In summary, the phenotypic rescue of LnTE3 cells is more effective with increased expression of miR-449a than with suppression of miR-874. Thus, in the subsequent experiments we focused on analyzing the mechanism by which miR-449a affects CaP disease phenotype.

Identification and validation of SIRT1 as novel ERG-associated prostate cancer-specific target of miR-449a

To find potential targets of miR-449a, we used online search tools (viz. Target scan, mirwalk, PicTar, miRanda). Among many predicted targets, miR-449a is predicted to target SIRT1 mRNA (Figure 5a). We first analyzed the expression of SIRT1 in ERG inducible LnTE3 cells. ERG over-expression significantly increases SIRT1 expression, both at protein (Figure 5b) and mRNA (Figure 5c) levels, as measured by immunoblot and qPCR, respectively. Similarly, we also observed high expression of SIRT1 in ERG-positive VCaP cells (Supplementary Figure 2). We further analyzed the transcript and protein expression of SIRT1 in LnTE3 cells transfected with scrambled control or pre-miR-449a. Over-expression of miR-449a in LnTE3 cells suppresses SIRT1 protein, without affecting the corresponding SIRT1 transcript (Figure 5d and 5e), compared to miR-control-treated LnTE3 cells. Collectively, these data suggest that miR-449a reduce SIRT1 expression by inhibiting translation of SIRT1 without affecting mRNA levels.

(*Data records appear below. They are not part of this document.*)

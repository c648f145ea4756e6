//! UDP transport implementation
//!
//! Each `write` call sends exactly one datagram. Reads are served from the
//! most recently received datagram until it is drained, then the next one
//! is awaited.

use crate::stream::{StreamAccessor, TransportLayer, already_open, not_connected, with_timeout};
use async_trait::async_trait;
use bytes::{Buf, BytesMut};
use dlms_core::{DlmsError, DlmsResult};
use std::net::SocketAddr;
use std::time::Duration;
use tokio::net::UdpSocket;

/// Maximum UDP payload size
pub const MAX_UDP_PAYLOAD_SIZE: usize = 65507;

/// UDP transport layer settings
#[derive(Debug, Clone)]
pub struct UdpSettings {
    pub remote_address: SocketAddr,
    pub local_address: SocketAddr,
    pub timeout: Option<Duration>,
}

impl UdpSettings {
    pub fn new(remote_address: SocketAddr) -> Self {
        Self {
            remote_address,
            local_address: SocketAddr::from(([0, 0, 0, 0], 0)),
            timeout: Some(Duration::from_secs(30)),
        }
    }

    pub fn with_timeout(remote_address: SocketAddr, timeout: Duration) -> Self {
        Self {
            timeout: Some(timeout),
            ..Self::new(remote_address)
        }
    }
}

/// UDP transport layer implementation
#[derive(Debug)]
pub struct UdpTransport {
    socket: Option<UdpSocket>,
    settings: UdpSettings,
    datagram: BytesMut,
}

impl UdpTransport {
    pub fn new(settings: UdpSettings) -> Self {
        Self {
            socket: None,
            settings,
            datagram: BytesMut::new(),
        }
    }

    /// Create UDP transport from address string
    pub fn from_address(address: &str) -> DlmsResult<Self> {
        let addr: SocketAddr = address
            .parse()
            .map_err(|e| DlmsError::Configuration(format!("Invalid UDP address: {}", e)))?;
        Ok(Self::new(UdpSettings::new(addr)))
    }

    pub fn local_addr(&self) -> DlmsResult<SocketAddr> {
        let socket = self.socket.as_ref().ok_or_else(|| not_connected("UDP socket"))?;
        Ok(socket.local_addr()?)
    }

    async fn receive_datagram(&mut self) -> DlmsResult<()> {
        let socket = self.socket.as_ref().ok_or_else(|| not_connected("UDP socket"))?;
        let mut buf = vec![0u8; MAX_UDP_PAYLOAD_SIZE];
        let len = with_timeout(self.settings.timeout, socket.recv(&mut buf)).await?;
        self.datagram.clear();
        self.datagram.extend_from_slice(&buf[..len]);
        Ok(())
    }
}

#[async_trait]
impl TransportLayer for UdpTransport {
    async fn open(&mut self) -> DlmsResult<()> {
        if self.socket.is_some() {
            return Err(already_open());
        }
        let socket = UdpSocket::bind(self.settings.local_address).await?;
        // connected sockets only deliver datagrams from the remote address
        socket.connect(self.settings.remote_address).await?;
        self.socket = Some(socket);
        self.datagram.clear();
        Ok(())
    }
}

#[async_trait]
impl StreamAccessor for UdpTransport {
    async fn set_timeout(&mut self, timeout: Option<Duration>) -> DlmsResult<()> {
        self.settings.timeout = timeout;
        Ok(())
    }

    async fn read(&mut self, buf: &mut [u8]) -> DlmsResult<usize> {
        if buf.is_empty() {
            return Ok(0);
        }
        while self.datagram.is_empty() {
            self.receive_datagram().await?;
        }
        let n = buf.len().min(self.datagram.len());
        buf[..n].copy_from_slice(&self.datagram[..n]);
        self.datagram.advance(n);
        Ok(n)
    }

    async fn write(&mut self, buf: &[u8]) -> DlmsResult<usize> {
        if buf.len() > MAX_UDP_PAYLOAD_SIZE {
            return Err(DlmsError::PayloadTooLarge {
                size: buf.len(),
                max: MAX_UDP_PAYLOAD_SIZE,
            });
        }
        let socket = self.socket.as_ref().ok_or_else(|| not_connected("UDP socket"))?;
        with_timeout(self.settings.timeout, socket.send(buf)).await
    }

    async fn flush(&mut self) -> DlmsResult<()> {
        Ok(())
    }

    fn is_closed(&self) -> bool {
        self.socket.is_none()
    }

    async fn close(&mut self) -> DlmsResult<()> {
        self.socket = None;
        self.datagram.clear();
        Ok(())
    }
}

#[cfg(test)]
mod tests {
    use super::*;

    #[test]
    fn test_udp_settings() {
        let addr: SocketAddr = "127.0.0.1:4059".parse().unwrap();
        let settings = UdpSettings::with_timeout(addr, Duration::from_secs(5));
        assert_eq!(settings.remote_address, addr);
        assert_eq!(settings.timeout, Some(Duration::from_secs(5)));
    }

    #[tokio::test]
    async fn test_datagram_is_read_in_pieces() {
        let peer = UdpSocket::bind("127.0.0.1:0").await.unwrap();
        let peer_addr = peer.local_addr().unwrap();

        let mut transport = UdpTransport::new(UdpSettings::with_timeout(peer_addr, Duration::from_secs(2)));
        transport.open().await.unwrap();
        assert!(transport.local_addr().unwrap().port() != 0);

        transport.write_all(&[0xAA, 0xBB]).await.unwrap();
        let mut buf = [0u8; 8];
        let (n, from) = peer.recv_from(&mut buf).await.unwrap();
        assert_eq!(&buf[..n], &[0xAA, 0xBB]);

        peer.send_to(&[1, 2, 3, 4, 5], from).await.unwrap();
        let mut head = [0u8; 2];
        transport.read_exact(&mut head).await.unwrap();
        assert_eq!(head, [1, 2]);
        let mut tail = [0u8; 3];
        transport.read_exact(&mut tail).await.unwrap();
        assert_eq!(tail, [3, 4, 5]);
    }

    #[tokio::test]
    async fn test_oversized_datagram_rejected() {
        let addr: SocketAddr = "127.0.0.1:9".parse().unwrap();
        let mut transport = UdpTransport::new(UdpSettings::new(addr));
        let big = vec![0u8; MAX_UDP_PAYLOAD_SIZE + 1];
        assert!(matches!(
            transport.write(&big).await,
            Err(DlmsError::PayloadTooLarge { .. })
        ));
    }
}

ERG and miR-449a reciprocally regulate the expression of SIRT1 in ERG-associated LnTE3 cells.

Figure 5: ERG and miR-449a reciprocally regulate the expression of SIRT1 in ERG-associated LnTE3 cells. a. The SIRT1 3′UTR miR-449a putative target site. SIRT1 expression in LnTE3, either untreated or treated with doxycycline (1μg/ml) was analyzed by b. immunoblot and c. qPCR. Similarly, SIRT1 d. protein and e. corresponding mRNA was also analyzed in LnTE3 cells treated with doxycycline and transfected with pre miR-449a as well as respective controls. The graph below the immunoblot represents relative protein quantification. f. Dox-treated LnTE3 cells transfected with pre miR-449a or respective control (20nM each) for 48 hr. Subsequently, the cells were incubated with cycloheximide (CHX, 50μg/ml) for the indicated time intervals (0, 2, 4 and 6 hours) and SIRT1 expression was analyzed by immunoblot. The relative amount of SIRT1 protein was quantified (Bottom panel). Error bars represent data from three independent experiments (mean ± SD).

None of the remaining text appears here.